1. What are some of the measures taken by the Government or RBI to curb NPAs?

Some of the measures taken by the Government or RBI to curb the NPAs and the losses arising from them are by developing various Acts and legislations from time to time. These include
-Lok Adalats -2001
-Comprehensive Settlement – 2001
-SARFAESI Act – 2002
-Asset Reconstruction Companies (ARC)
-Corporate Debt Restructuring – 2005
-Debt recovery Tribunal – 2013
-5:25 Rule – 2014
-Joint Lenders Forum – 2014
-Mission Indradhanush – 2015
-Strategic Debt Restructuring – 2015
-Asset Quality Review – 2015
-Insolvency and Bankruptcy Code – 2016

2. How does India fare in NPAs when compared to other emerging markets?

The NPA situation in India is the worst when compared to other emerging markets in BRICS like China, Brazil, Russia, and South Africa.

3. What are Gross NPA and NET NPA?

Gross NPA refers to the total amount of NPAs without deducting any provisions while the Net NPA amount refers to the actual NPA amount after the provisions are reduced from the gross NPA amount.

4. Are bank mergers an effective solution to tackle the NPA issue?

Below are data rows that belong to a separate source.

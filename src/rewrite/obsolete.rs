//! Pass 8: record/replay state transitions.
//!
//! `Replay`, `BackToRecord`, `ReplayAll` and `BackToRecordAll` have no
//! Moq counterpart; their statements are removed outright, as is a bare
//! `repository.Ordered ();` left outside a `using` header. Comments
//! riding on a removed statement move onto whatever follows it.

use super::{format, PassContext, RewritePass};
use crate::syntax::ast::{walk_blocks_mut, Block, CompilationUnit, StmtKind};

pub struct ObsoleteCallPass;

impl RewritePass for ObsoleteCallPass {
    fn name(&self) -> &'static str {
        "obsolete-call"
    }

    fn rewrite(&self, unit: &mut CompilationUnit, ctx: &PassContext<'_>) {
        if !ctx.model.rhino_imported() {
            return;
        }
        walk_blocks_mut(unit, &mut |block| remove_obsolete(block, ctx));
    }
}

fn remove_obsolete(block: &mut Block, ctx: &PassContext<'_>) {
    let mut i = 0;
    while i < block.stmts.len() {
        let obsolete = match &block.stmts[i].kind {
            StmtKind::ExprStmt { expr, .. } => ctx
                .model
                .symbol_of(expr)
                .map(|s| ctx.rhino.obsolete_calls.contains(&s) || s == ctx.rhino.repo_ordered)
                .unwrap_or(false),
            _ => false,
        };
        if !obsolete {
            i += 1;
            continue;
        }
        let stmt = block.stmts.remove(i);
        ctx.warn(
            stmt.line(),
            "record/replay state call removed; Moq has no record/replay model",
        );
        let leading = stmt.first_token().leading.clone();
        if format::has_comment(&leading) {
            // Keep the comment lines, drop the removed statement's own
            // indentation.
            let kept = &leading[..leading.rfind('\n').unwrap_or(0)];
            let next = match block.stmts.get_mut(i) {
                Some(next) => next.first_token_mut(),
                None => &mut block.close,
            };
            next.leading = format!("{kept}{}", next.leading);
        }
    }
}

#[cfg(test)]
mod tests {
    use crate::rewrite::pipeline::test_support::run_single_pass;

    fn fixture(body: &str) -> String {
        format!(
            r#"using Rhino.Mocks;

public interface IAccount
{{
  int Balance ();
}}

public class T
{{
  private IAccount _mock;
  private MockRepository _repo;

  public void M ()
  {{
{body}
  }}
}}
"#
        )
    }

    #[test]
    fn test_replay_statements_are_removed() {
        let output = run_single_pass(
            "obsolete-call",
            &fixture("    _mock.Replay ();\n    _repo.ReplayAll ();\n    _mock.Balance ();"),
        );
        assert!(!output.contains("Replay"));
        assert!(output.contains("_mock.Balance ();"));
    }

    #[test]
    fn test_back_to_record_is_removed() {
        let output = run_single_pass(
            "obsolete-call",
            &fixture("    _mock.BackToRecord ();\n    _repo.BackToRecordAll ();"),
        );
        assert!(!output.contains("BackToRecord"));
    }

    #[test]
    fn test_bare_ordered_statement_is_removed() {
        let output = run_single_pass("obsolete-call", &fixture("    _repo.Ordered ();"));
        assert!(!output.contains("Ordered"));
    }

    #[test]
    fn test_comments_survive_removal() {
        let output = run_single_pass(
            "obsolete-call",
            &fixture("    // switch to replay\n    _mock.Replay ();\n    _mock.Balance ();"),
        );
        assert!(output.contains("// switch to replay"));
        assert!(!output.contains("Replay ()"));
    }
}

There recently have been many cases of bank mergers as a measure to reduce the overall NPAs and the burden on the individual banks. However, this is a mere restructuring of the accounts and not solving the underlying issue of NPAs. Hence, this cannot be treated as a permanent solution to tackle the increasing NPA issue in the country.

5. What are the 4Cs that banks need to look out for before extending any loans or advances?

The 4Cs that banks need to look out for before extending any loans or advances are,
Character of the borrower and the intention of repaying the loan
-Collateral provided has to be adequate and loan disbursed should be keeping in mind the loan to value ratio
-Capacity of the borrower to repay the loans by evaluating the current and future revenue projections.
-Conditions of the industry and other factors like the market and environment as well as the relative position of the borrower in the industry.